Maps To the Stars (2014) by David Cronenberg


Maps To the Stars (2014)
di David Cronenberg

Mia Wasikowska (Aghata Weiss)
Julianne Moore (Havana Segrand)
Carrie Fisher (Carrie Fisher)
Robert Pattinson (Jerome Fontana)
John Cusack (Stafford Weiss)
Sarah Gadon (Clarice Taggart)
Olivia Williams (Christina Weiss)
Evan Bird (Benjie Weiss)


Succede, succede spesso. Succede che talvolta i grandi autori debbano sfogarsi dell'ipocrisia dell'industria hollywoodiana che li supporta, della superficialità, dell'opulenza, delle crisi di nervi, della moralità perduta.

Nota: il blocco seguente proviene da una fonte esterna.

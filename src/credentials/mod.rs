//! Google credential acquisition.
//!
//! # Data Flow
//! ```text
//! google-drive user:    client secrets file → cached token or OAuth consent (loopback redirect)
//!                       → optional forced refresh → UserCredential
//! google-drive service: service account key → ServiceAccountCredential (tokens minted on demand)
//!
//! Both → Arc<dyn TokenSource> → Drive client (bearer token per request)
//! ```
//!
//! # Design Decisions
//! - The consent flow is the only step that waits on the operator; it has no timeout of its own
//! - Expired tokens are renewed on the next request, not by a background task
//! - Secrets never appear in Debug output or logs

pub mod service;
pub mod token;
pub mod user;

use std::path::PathBuf;

use async_trait::async_trait;
use thiserror::Error;

pub use service::ServiceAccountCredential;
pub use token::{Token, TokenCache};
pub use user::{ClientSecrets, UserCredential};

/// Scopes requested for Drive access.
pub const DRIVE_SCOPES: [&str; 2] = [
    "https://www.googleapis.com/auth/drive",
    "https://www.googleapis.com/auth/drive.file",
];

/// Errors raised while loading or using Google credentials.
#[derive(Debug, Error)]
pub enum CredentialError {
    #[error("cannot read {0}: {1}")]
    Io(PathBuf, #[source] std::io::Error),

    #[error("malformed credential file {0}: {1}")]
    Format(PathBuf, String),

    #[error("invalid private key in service account file: {0}")]
    Key(String),

    #[error("authorization was denied: {0}")]
    Denied(String),

    #[error("authorization redirect was malformed: {0}")]
    Redirect(String),

    #[error("token endpoint returned {status}: {body}")]
    TokenEndpoint { status: u16, body: String },

    #[error("no refresh token available for {0}")]
    NoRefreshToken(String),

    #[error("HTTP request failed: {0}")]
    Http(#[from] reqwest::Error),
}

/// Something that can hand out a valid bearer token.
#[async_trait]
pub trait TokenSource: Send + Sync + std::fmt::Debug {
    /// A currently valid access token, renewed if needed.
    async fn access_token(&self) -> Result<String, CredentialError>;

    /// Principal the token belongs to, for logs.
    fn principal(&self) -> String;
}

/// Post a form to a token endpoint and decode the response.
pub(crate) async fn request_token(
    http: &reqwest::Client,
    token_uri: &str,
    form: &[(&str, &str)],
) -> Result<token::TokenResponse, CredentialError> {
    let response = http.post(token_uri).form(form).send().await?;
    let status = response.status();
    if !status.is_success() {
        let body = response.text().await.unwrap_or_default();
        return Err(CredentialError::TokenEndpoint {
            status: status.as_u16(),
            body,
        });
    }
    Ok(response.json().await?)
}
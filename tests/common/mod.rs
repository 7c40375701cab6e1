//! Shared utilities for integration tests.

#![allow(dead_code)]

use std::net::SocketAddr;
use std::path::{Path, PathBuf};
use std::sync::Arc;

use async_trait::async_trait;
use clap::Parser;
use tokio::net::TcpListener;

use ftpserver::cli::Cli;
use ftpserver::host::{HostError, ServerHost};
use ftpserver::net::connection::apply_hooks;
use ftpserver::net::{ConnectionHook, ConnectionSetup};
use ftpserver::Options;

/// Parse `args` and overlay them on default options, without a settings file.
pub fn options_from(args: &[&str]) -> Result<Options, clap::Error> {
    let cli = Cli::try_parse_from(std::iter::once("ftpserver").chain(args.iter().copied()))?;
    let mut options = Options::default();
    cli.apply(&mut options);
    Ok(options)
}

/// Write a throw-away certificate and key into `dir`.
pub fn write_certificate(dir: &Path) -> PathBuf {
    let cert = rcgen::generate_simple_self_signed(vec!["localhost".to_string()]).unwrap();
    let path = dir.join("server.pem");
    std::fs::write(&path, format!("{}{}", cert.cert.pem(), cert.signing_key.serialize_pem())).unwrap();
    path
}

/// A free loopback port at the time of the call.
pub async fn free_port() -> u16 {
    let listener = TcpListener::bind("127.0.0.1:0").await.unwrap();
    listener.local_addr().unwrap().port()
}

/// What a `FakeHost` was asked to do, in order.
#[derive(Debug, Clone, PartialEq, Eq)]
pub enum HostEvent {
    Hook,
    Start,
    Stop,
}

/// Host that records calls instead of serving FTP.
#[derive(Debug, Default)]
pub struct FakeHost {
    pub events: Vec<HostEvent>,
    pub hooks: Vec<Arc<dyn ConnectionHook>>,
    pub fail_start: bool,
    /// Error returned from `wait` right away, as if the server died.
    pub crash: Option<String>,
}

impl FakeHost {
    /// Simulate a new control connection and return what the hooks decided.
    pub fn connect(&self, peer: SocketAddr) -> ConnectionSetup {
        let mut setup = ConnectionSetup::new(peer);
        apply_hooks(&self.hooks, &mut setup);
        setup
    }
}

#[async_trait]
impl ServerHost for FakeHost {
    fn register_connection_hook(&mut self, hook: Arc<dyn ConnectionHook>) -> Result<(), HostError> {
        if self.events.contains(&HostEvent::Start) {
            return Err(HostError::AlreadyStarted);
        }
        self.events.push(HostEvent::Hook);
        self.hooks.push(hook);
        Ok(())
    }

    async fn start(&mut self) -> Result<(), HostError> {
        if self.fail_start {
            return Err(HostError::Build("refused".to_string()));
        }
        self.events.push(HostEvent::Start);
        Ok(())
    }

    async fn wait(&mut self) -> Result<(), HostError> {
        match self.crash.take() {
            Some(reason) => Err(HostError::Server(reason)),
            None => std::future::pending().await,
        }
    }

    async fn stop(&mut self) -> Result<(), HostError> {
        self.events.push(HostEvent::Stop);
        Ok(())
    }
}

Così Cronenberg fa il film che mai ti saresti aspettato, non da uno che negli anni '70 nasceva come horrorista corporale, che negli anni '80 quei corpi li trasformava, che nei '90 li duplicava, li deformava con la letteratura o li scalfiva con la tecnologia.

Stavolta i segni sono di un passato turbolento, di un'ustione grave e misteriosa che Agatha si porta dalla Florida verso Hollywood: la vediamo mentre dorme su un pullman scarno, salvo poi prendere una limousine una volta a L.A.. Il suo obiettivo è molto chiaro: vuole intrufolarsi nel giro dei grandi attori che se la spassano tra lussi e arroganze, capaci di sorridere e ignorare il dramma della leucemia di una piccola fan come di aggredire senza ritegno colleghi e maestranze. La volgarità è dappertutto, dalle trattative dei casting allo shopping selvaggio agli aperitivi d'extra-lusso ai fantasmi di un passato che forse reclama l'innocenza perduta. Agatha non cerca la gloria mondana né vuole proporre sceneggiature come l'autista della limo che affitta; cerca la riconciliazione con un mondo che prosegue dritto per la sua strada di patinata e vanitosa inciviltà. Che tu sia un Justin Bieber, la figlia di una defunta gloria del cinema, un predicatore televisivo new age, una scrittrice di best sellers, non puoi sfuggire alla redenzione e alla galanteria di un tempo che mette tutto a posto, anche a costo di sprigionare la sua pura carica di distruzione.

Il film è un mosaico verbale di rapporti (in)umani, procede per singoli tasselli che mano a mano compongono il quadro: ne esce fuori un ritratto di Hollywood potente nella sua convenzionalità e che affoga nel già visto: Bret Easton Ellis, incubi di kinghiana memoria, un Woody Allen che preme forte il pedale della violenza psicologica. I propositi per un'ottimo film c'erano ma il risultato è fiacco e piatto: l'orrore non ha la carica visionaria di Naked Lunch, tutto si risolve in una cattiveria scontata che non lascia spazio al fascino della regia. Tanto che ci si chiede perché l'autore canadese abbia voluto cimentarsi in una sceneggiatura che, pur assistendo il magniloquente cast (prova maiuscola di Julienne Moore), lascia poco all'immagine.

La provocazione è più detta che mostrata; da un film di Cronenberg è difficile accettarlo.